Ben Broadbent’s comments
Speaking at a conference at Gresham College in London, organised by the National Institute of Economic and Social Research and The Money Macro and Finance Society, the Deputy Governor of the BoE highlighted the risks of inflation which has been exacerbated by the war in Ukraine. He said: “From an economic perspective, coming on top of what was already a very steep rise in the cost of globally traded goods, in the wake of the pandemic, the invasion has led to substantial rises in the cost of energy and other commodities. As a big net importer of manufacturers and commodities, it’s doubtful that the UK has ever experienced an external hit to real national income on this scale. From the narrow perspective of monetary policy, it will result in the near term in the difficult combination of even higher inflation but weaker domestic demand and output growth.”
His comments come after the Bank’s Governor Andrew Bailey said that the UK is facing an energy price shock last seen in the 1970s. On Wednesday, Broadbent also referred to the “unpredictable shocks hitting the economy” and that “the appropriate path of interest rates is necessarily unpredictable as well.”

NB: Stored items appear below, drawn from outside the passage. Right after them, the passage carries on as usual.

//! The closed set of metric variants and their field tables

use super::field::FieldDescriptor;
use super::value::ValueKind;
use serde::{Deserialize, Serialize};
use std::fmt;

const fn counter(name: &'static str, alias: &'static str, description: &'static str) -> FieldDescriptor {
    FieldDescriptor::new(name, ValueKind::Integer)
        .alias(alias)
        .description(description)
}

static BACNET_APPLICATION_FIELDS: [FieldDescriptor; 16] = [
    counter("read_property_requests", "readPropertyRequests", "Total number of ReadProperty requests sent."),
    counter("read_property_responses", "readPropertyResponses", "Total number of ReadProperty responses received."),
    counter("who_is_requests_sent", "whoIsRequestsSent", "Total number of Who-Is requests sent."),
    counter("global_who_is_requests_sent", "globalWhoIsRequestsSent", "Number of global Who-Is requests sent."),
    counter("directed_who_is_requests_sent", "directedWhoIsRequestsSent", "Number of directed Who-Is requests sent."),
    counter("who_has_requests_sent", "whoHasRequestsSent", "Total number of Who-Has requests sent."),
    counter("global_who_has_requests_sent", "globalWhoHasRequestsSent", "Number of global WhoHas requests sent."),
    counter("directed_who_has_requests_sent", "directedWhoHasRequestsSent", "Number of directed WhoHas requests sent."),
    counter("i_am_responses_sent", "iAmResponsesSent", "Total number of I-am responses sent."),
    counter("i_am_responses_received", "iAmResponsesReceived", "Total number of I-am responses received."),
    counter("i_have_responses_sent", "iHaveResponsesSent", "Total number of I-Have responses sent."),
    counter("i_have_responses_received", "iHaveResponsesReceived", "Total number of I-Have responses received."),
    counter("total_bacnet_messages_sent", "totalBACnetMessagesSent", "Total number of BACnet messages sent by this device."),
    counter("total_bacnet_messages_received", "totalBACnetMessagesReceived", "Total number of BACnet messages received by this device."),
    counter("total_broadcasts_sent", "totalBroadcastsSent", "Total number of broadcast messages (any type) sent by this device."),
    counter("total_broadcasts_received", "totalBroadcastsReceived", "Total number of broadcast messages (any type) received by this device."),
];

static COV_NOTIFICATION_FIELDS: [FieldDescriptor; 4] = [
    counter("unconfirmed_cov_notifications_sent", "unconfirmedCOVNotificationsSent", "Total number of unconfirmed COV notifications sent."),
    counter("confirmed_cov_notifications_sent", "confirmedCOVNotificationsSent", "Total number of confirmed COV notifications sent."),
    counter("unconfirmed_cov_notifications_received", "unconfirmedCOVNotificationsReceived", "Total number of unconfirmed COV notifications received."),
    counter("confirmed_cov_notifications_received", "confirmedCOVNotificationsReceived", "Total number of confirmed COV notifications received."),
];

static ROUTER_BBMD_FIELDS: [FieldDescriptor; 8] = [
    counter("messages_routed", "messagesRouted", "Total number of messages routed by this device acting as a router."),
    counter("messages_forwarded", "messagesForwarded", "Total number of messages forwarded by this device acting as a BBMD."),
    counter("routed_messages_sent", "routedMessagesSent", "Total number of messages routed and sent to other networks."),
    counter("routed_messages_received", "routedMessagesReceived", "Total number of messages received that were routed from other networks."),
    FieldDescriptor::new("routed_via", ValueKind::Text)
        .description("Identifier (URI) of the router/gateway device."),
    counter("routed_devices_seen", "routedDevicesSeen", "Number of unique devices on other networks seen through routing."),
    counter("bbmd_entries_count", "bbmdEntriesCount", "Number of entries in the BBMD table."),
    counter("foreign_device_registrations", "foreignDeviceRegistrations", "Number of currently registered foreign devices."),
];

/// Metric variant, one per device role
#[derive(Debug, Clone, Copy, PartialEq, Eq, Hash, Serialize, Deserialize)]
#[serde(rename_all = "snake_case")]
pub enum MetricKind {
    /// Application-layer request/response/broadcast counters
    BacnetApplication,
    /// Change-of-Value notification counters
    CovNotification,
    /// Router / BBMD forwarding and registration counters
    RouterBbmd,
}

impl MetricKind {
    pub const ALL: [MetricKind; 3] = [
        MetricKind::BacnetApplication,
        MetricKind::CovNotification,
        MetricKind::RouterBbmd,
    ];

    /// Local name of the RDF class for this variant
    pub fn class_name(&self) -> &'static str {
        match self {
            MetricKind::BacnetApplication => "BacnetApplicationMetric",
            MetricKind::CovNotification => "COVNotificationMetric",
            MetricKind::RouterBbmd => "RouterBBMDMetric",
        }
    }

    /// Value fields in declaration order
    pub fn fields(&self) -> &'static [FieldDescriptor] {
        match self {
            MetricKind::BacnetApplication => &BACNET_APPLICATION_FIELDS,
            MetricKind::CovNotification => &COV_NOTIFICATION_FIELDS,
            MetricKind::RouterBbmd => &ROUTER_BBMD_FIELDS,
        }
    }

    /// Look up a field by internal or public name
    pub fn field(&self, key: &str) -> Option<(usize, &'static FieldDescriptor)> {
        self.fields().iter().enumerate().find(|(_, f)| f.matches(key))
    }
}

impl fmt::Display for MetricKind {
    fn fmt(&self, f: &mut fmt::Formatter<'_>) -> fmt::Result {
        f.write_str(self.class_name())
    }
}

#[cfg(test)]
mod tests {
    use super::*;
    use crate::rdf::NamespaceKind;
    use std::collections::HashSet;

    #[test]
    fn test_field_tables_have_unique_public_names() {
        for kind in MetricKind::ALL {
            let names: HashSet<_> = kind.fields().iter().map(|f| f.public_name()).collect();
            assert_eq!(names.len(), kind.fields().len(), "{kind}");
        }
    }

    #[test]
    fn test_lookup_by_name_or_alias() {
        let kind = MetricKind::RouterBbmd;
        assert_eq!(kind.field("messages_routed").map(|(i, _)| i), Some(0));
        assert_eq!(kind.field("bbmdEntriesCount").map(|(i, _)| i), Some(6));
        assert_eq!(kind.field("routedVia").map(|(i, _)| i), Some(4));
        assert!(kind.field("readPropertyRequests").is_none());
    }

    #[test]
    fn test_namespace_assignment_of_tables() {
        let app = MetricKind::BacnetApplication;
        let ns = |key: &str| app.field(key).map(|(_, f)| f.namespace_kind());
        assert_eq!(ns("readPropertyRequests"), Some(NamespaceKind::Protocol));
        assert_eq!(ns("totalBACnetMessagesSent"), Some(NamespaceKind::Protocol));
        assert_eq!(ns("totalBroadcastsSent"), Some(NamespaceKind::Domain));

        let router = MetricKind::RouterBbmd;
        let (_, via) = router.field("routed_via").unwrap();
        assert_eq!(via.public_name(), "routedVia");
        assert_eq!(via.namespace_kind(), NamespaceKind::Protocol);
    }

    #[test]
    fn test_class_names() {
        assert_eq!(MetricKind::CovNotification.class_name(), "COVNotificationMetric");
        assert_eq!(MetricKind::RouterBbmd.to_string(), "RouterBBMDMetric");
    }
}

Household bills could rise to £2,500 by autumn
According to the influential forecasting group, EY Item Club (EYIC), normal household energy bills could rise up to £2,500 by autumn. The increase in energy and commodity prices partly the result of the war in Ukraine, will have a serious effect on households and slowdown economic activity. EY Item Club says that rising prices will add to UK inflation which is already at very high levels and predicts that inflation could peak at a 40-year high of 8.5% in April with prices growing by 6% at the end of 2022. The group has warned that the 54% rise in home energy bills this April means that lower-income households could experience an inflation rate of around 10%.
With more energy bill increases expected in October, the EYIC says lower-income households will have to deal with steadily higher levels of inflation relative to higher-income households, that could last beyond 2023. Chief economic adviser to the EYIC, Martin Beck, said that, while the recent Spring Statement included some help for households, consumers will experience the pain of inflation and a squeeze to real incomes: “Consumer spending is a key part of the UK economy, and the expectation has been that the passing of the worst of the pandemic would spur a corresponding consumer recovery. But the war in Ukraine and rising energy prices mean that outlook has dimmed.”
It is already noticeable that “UK shoppers are choosing to shop at discount supermarkets in greater numbers as grocery price inflation reaches its highest level in a decade amid a mounting cost of living crisis.”
Food price inflation, increased by the rising cost of such commodities as wheat and cooking oil has forced shoppers to change their habits and seek ways to save on basic necessities.
The UK’s poorest families are also expected to see the amount of spare cash fall by a fifth this year with £850 less to spend on non-essential items. According to the latest figures from market analysts Kantar, prices are rising the fastest for pet food and savoury snacks but continue to fall for some products such as fresh bacon. Price rises are also increasing due to the rising cost of labour and basic commodities, driven by a combination of Brexit, rising demand after the pandemic and the war in Ukraine.